## Items listed in a dataset
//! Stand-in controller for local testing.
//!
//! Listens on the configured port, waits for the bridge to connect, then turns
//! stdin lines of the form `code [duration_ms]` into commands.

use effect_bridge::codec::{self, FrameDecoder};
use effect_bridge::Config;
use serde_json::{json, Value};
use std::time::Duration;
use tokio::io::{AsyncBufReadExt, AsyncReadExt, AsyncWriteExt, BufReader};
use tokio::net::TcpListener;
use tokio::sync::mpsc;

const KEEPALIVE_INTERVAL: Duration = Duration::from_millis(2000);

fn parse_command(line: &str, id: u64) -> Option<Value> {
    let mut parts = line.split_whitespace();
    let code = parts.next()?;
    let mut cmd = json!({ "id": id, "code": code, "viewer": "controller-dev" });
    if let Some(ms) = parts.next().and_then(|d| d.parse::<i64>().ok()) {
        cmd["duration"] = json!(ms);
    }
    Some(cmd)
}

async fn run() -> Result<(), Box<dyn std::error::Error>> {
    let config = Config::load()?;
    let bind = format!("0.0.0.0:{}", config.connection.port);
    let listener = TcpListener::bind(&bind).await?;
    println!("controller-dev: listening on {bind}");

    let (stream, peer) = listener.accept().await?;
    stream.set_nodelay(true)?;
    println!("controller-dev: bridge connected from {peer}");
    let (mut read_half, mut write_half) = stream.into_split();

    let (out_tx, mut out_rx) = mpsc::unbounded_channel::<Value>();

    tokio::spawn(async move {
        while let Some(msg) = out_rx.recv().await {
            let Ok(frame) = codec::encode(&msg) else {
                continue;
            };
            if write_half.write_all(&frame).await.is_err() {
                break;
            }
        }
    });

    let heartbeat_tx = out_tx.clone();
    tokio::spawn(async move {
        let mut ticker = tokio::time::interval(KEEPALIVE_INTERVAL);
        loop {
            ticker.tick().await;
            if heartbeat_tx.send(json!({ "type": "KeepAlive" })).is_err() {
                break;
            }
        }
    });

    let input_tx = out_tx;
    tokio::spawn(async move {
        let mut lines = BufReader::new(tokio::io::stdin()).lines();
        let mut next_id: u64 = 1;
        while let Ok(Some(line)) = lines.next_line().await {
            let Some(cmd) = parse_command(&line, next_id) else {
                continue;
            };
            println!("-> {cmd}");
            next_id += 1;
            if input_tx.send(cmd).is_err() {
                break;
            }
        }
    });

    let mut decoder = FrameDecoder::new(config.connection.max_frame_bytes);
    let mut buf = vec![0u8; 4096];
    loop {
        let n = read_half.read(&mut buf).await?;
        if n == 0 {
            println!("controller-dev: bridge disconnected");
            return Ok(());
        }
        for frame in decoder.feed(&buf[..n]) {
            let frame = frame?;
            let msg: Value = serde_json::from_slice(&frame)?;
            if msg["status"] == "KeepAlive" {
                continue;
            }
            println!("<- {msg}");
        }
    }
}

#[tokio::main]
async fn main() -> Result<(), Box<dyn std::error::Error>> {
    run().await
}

## Exercise goal
Nothing but the lines from the one holding "let Ok(frame) = codec::encode(&msg)" through the last line of the data may be output, and each must match exactly.

## Output for this task
            let Ok(frame) = codec::encode(&msg) else {
                continue;
            };
            if write_half.write_all(&frame).await.is_err() {
                break;
            }
        }
    });

    let heartbeat_tx = out_tx.clone();
    tokio::spawn(async move {
        let mut ticker = tokio::time::interval(KEEPALIVE_INTERVAL);
        loop {
            ticker.tick().await;
            if heartbeat_tx.send(json!({ "type": "KeepAlive" })).is_err() {
                break;
            }
        }
    });

    let input_tx = out_tx;
    tokio::spawn(async move {
        let mut lines = BufReader::new(tokio::io::stdin()).lines();
        let mut next_id: u64 = 1;
        while let Ok(Some(line)) = lines.next_line().await {
            let Some(cmd) = parse_command(&line, next_id) else {
                continue;
            };
            println!("-> {cmd}");
            next_id += 1;
            if input_tx.send(cmd).is_err() {
                break;
            }
        }
    });

    let mut decoder = FrameDecoder::new(config.connection.max_frame_bytes);
    let mut buf = vec![0u8; 4096];
    loop {
        let n = read_half.read(&mut buf).await?;
        if n == 0 {
            println!("controller-dev: bridge disconnected");
            return Ok(());
        }
        for frame in decoder.feed(&buf[..n]) {
            let frame = frame?;
            let msg: Value = serde_json::from_slice(&frame)?;
            if msg["status"] == "KeepAlive" {
                continue;
            }
            println!("<- {msg}");
        }
    }
}

#[tokio::main]
async fn main() -> Result<(), Box<dyn std::error::Error>> {
    run().await
}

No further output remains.